» EXTRACTED RECORDS:

----

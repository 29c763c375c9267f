//! ANSI escape handling for marker matching.
//!
//! Bridges and firmware color their output. Markers are matched against the
//! stripped text so a colored "Please power the target now" still counts;
//! the output log keeps the raw line.

/// Remove CSI (`ESC [ ... final`), OSC (`ESC ] ... BEL|ST`) and two-byte
/// escape sequences.
pub fn strip_ansi_codes(s: &str) -> String {
    let mut out = String::with_capacity(s.len());
    let mut chars = s.chars().peekable();

    while let Some(c) = chars.next() {
        if c != '\x1b' {
            out.push(c);
            continue;
        }
        match chars.peek().copied() {
            Some('[') => {
                chars.next();
                // Parameters and intermediates end at a final byte in 0x40..=0x7E.
                for next in chars.by_ref() {
                    if ('\x40'..='\x7e').contains(&next) {
                        break;
                    }
                }
            }
            Some(']') => {
                chars.next();
                while let Some(next) = chars.next() {
                    if next == '\x07' {
                        break;
                    }
                    if next == '\x1b' && chars.peek() == Some(&'\\') {
                        chars.next();
                        break;
                    }
                }
            }
            Some(_) => {
                chars.next();
            }
            None => {}
        }
    }
    out
}

#[cfg(test)]
mod tests {
    use super::*;

    #[test]
    fn strips_color_codes() {
        let line = "\x1b[32m[MP] \x1b[1mPlease power the target now\x1b[0m";
        assert_eq!(strip_ansi_codes(line), "[MP] Please power the target now");
    }

    #[test]
    fn strips_osc_title() {
        assert_eq!(strip_ansi_codes("\x1b]0;title\x07hello"), "hello");
        assert_eq!(strip_ansi_codes("\x1b]0;title\x1b\\hello"), "hello");
    }

    #[test]
    fn keeps_carriage_returns() {
        assert_eq!(strip_ansi_codes("12%\r\x1b[K34%"), "12%\r34%");
    }

    #[test]
    fn plain_text_untouched() {
        assert_eq!(strip_ansi_codes("Echoing input now"), "Echoing input now");
    }
}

----

» EXERCISE: Gather each line from the entries above that includes the word "String".

» SOLVED PROBLEM:
pub fn strip_ansi_codes(s: &str) -> String {
    let mut out = String::with_capacity(s.len());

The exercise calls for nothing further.